ON MOTION FOB REHEABING
June 26, 1935.
Mb. Justice Wolf
delivered the opinion of the court.
The action of the appellant in this case might be considered “tumultuous,” as defined in section 368 of the Penal Code, and hence a breach of the peace within the statutory definition of riot, as follows:
“Sec. 359. Any use of force or violence, disturbing the public peace or any threat to use such force or violence, if accompanied by immediate power of execution, by two or more persons acting together,- and without authority or law, is a riot. ’ ’
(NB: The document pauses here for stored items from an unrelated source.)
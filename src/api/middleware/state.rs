use axum::extract::FromRef;
use sqlx::SqlitePool;

use crate::config::Config;
use crate::services::{check_in::CheckInSettings, identity::IdentitySettings};

/// Application state shared by every handler
#[derive(Clone)]
pub struct AppState {
    pub pool: SqlitePool,
    pub config: Config,
    pub identity: IdentitySettings,
    pub check_in: CheckInSettings,
}

impl AppState {
    pub fn new(pool: SqlitePool, config: Config) -> Self {
        Self {
            identity: config.identity_settings(),
            check_in: config.check_in_settings(),
            pool,
            config,
        }
    }
}

impl FromRef<AppState> for SqlitePool {
    fn from_ref(state: &AppState) -> SqlitePool {
        state.pool.clone()
    }
}
use axum::{extract::State, http::StatusCode, routing::get, Json, Router};
use serde::{Deserialize, Serialize};
use sqlx::SqlitePool;
use std::time::Instant;

use crate::api::middleware::state::AppState;

#[derive(Debug, Serialize, Deserialize)]
pub struct HealthResponse {
    pub status: String,
    pub timestamp: String,
    pub version: String,
    pub dependencies: DependencyStatus,
}

#[derive(Debug, Serialize, Deserialize)]
pub struct DependencyStatus {
    pub database: ServiceHealth,
}

#[derive(Debug, Serialize, Deserialize)]
pub struct ServiceHealth {
    pub status: String,
    pub response_time_ms: u128,
    #[serde(skip_serializing_if = "Option::is_none")]
    pub error: Option<String>,
}

/// Health check endpoint
/// Returns 200 when the database answers, 503 otherwise
pub async fn health_check(State(pool): State<SqlitePool>) -> (StatusCode, Json<HealthResponse>) {
    let start = Instant::now();

    let db_health = check_database(&pool).await;
    let healthy = db_health.status == "healthy";

    let response = HealthResponse {
        status: if healthy { "healthy" } else { "unhealthy" }.to_string(),
        timestamp: chrono::Utc::now().to_rfc3339(),
        version: env!("CARGO_PKG_VERSION").to_string(),
        dependencies: DependencyStatus {
            database: db_health,
        },
    };

    tracing::info!(
        status = %response.status,
        duration_ms = start.elapsed().as_millis(),
        "Health check completed"
    );

    let status_code = if healthy {
        StatusCode::OK
    } else {
        StatusCode::SERVICE_UNAVAILABLE
    };

    (status_code, Json(response))
}

async fn check_database(pool: &SqlitePool) -> ServiceHealth {
    let start = Instant::now();

    match sqlx::query("SELECT 1").fetch_one(pool).await {
        Ok(_) => ServiceHealth {
            status: "healthy".to_string(),
            response_time_ms: start.elapsed().as_millis(),
            error: None,
        },
        Err(e) => {
            tracing::warn!(error = %e, "Database health check failed");
            ServiceHealth {
                status: "unhealthy".to_string(),
                response_time_ms: start.elapsed().as_millis(),
                error: Some("database unreachable".to_string()),
            }
        }
    }
}

pub fn router() -> Router<AppState> {
    Router::new().route("/health", get(health_check))
}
However, the words “disturbing the public peace,” when used to define a crime, do not necessarily presuppose any specific article defined in Title XV of the Penal Code. Murder is a crime against the public peace however quietly performed. Other felonies or misdemeanors, qua conspiracy, are crimes against the public peace. We can not give the words used in section 359 of the Penal Code any special significance other than a breach of the peace and order of a community. See Weakley v. State, 273 S.W. 374, 377; Miles v. Oklahoma, 236 Pac. 57, 44 A.L.R. 129; 48 C.J. 774; 8 R.C.L. 284, et seq.; 31 C.J. 613.
*587Taking the weapons of a policeman from him and preventing him from performing his duties by a single person, although a battery, would also disturb the peace of the policeman.
The motion for rehearing will he denied.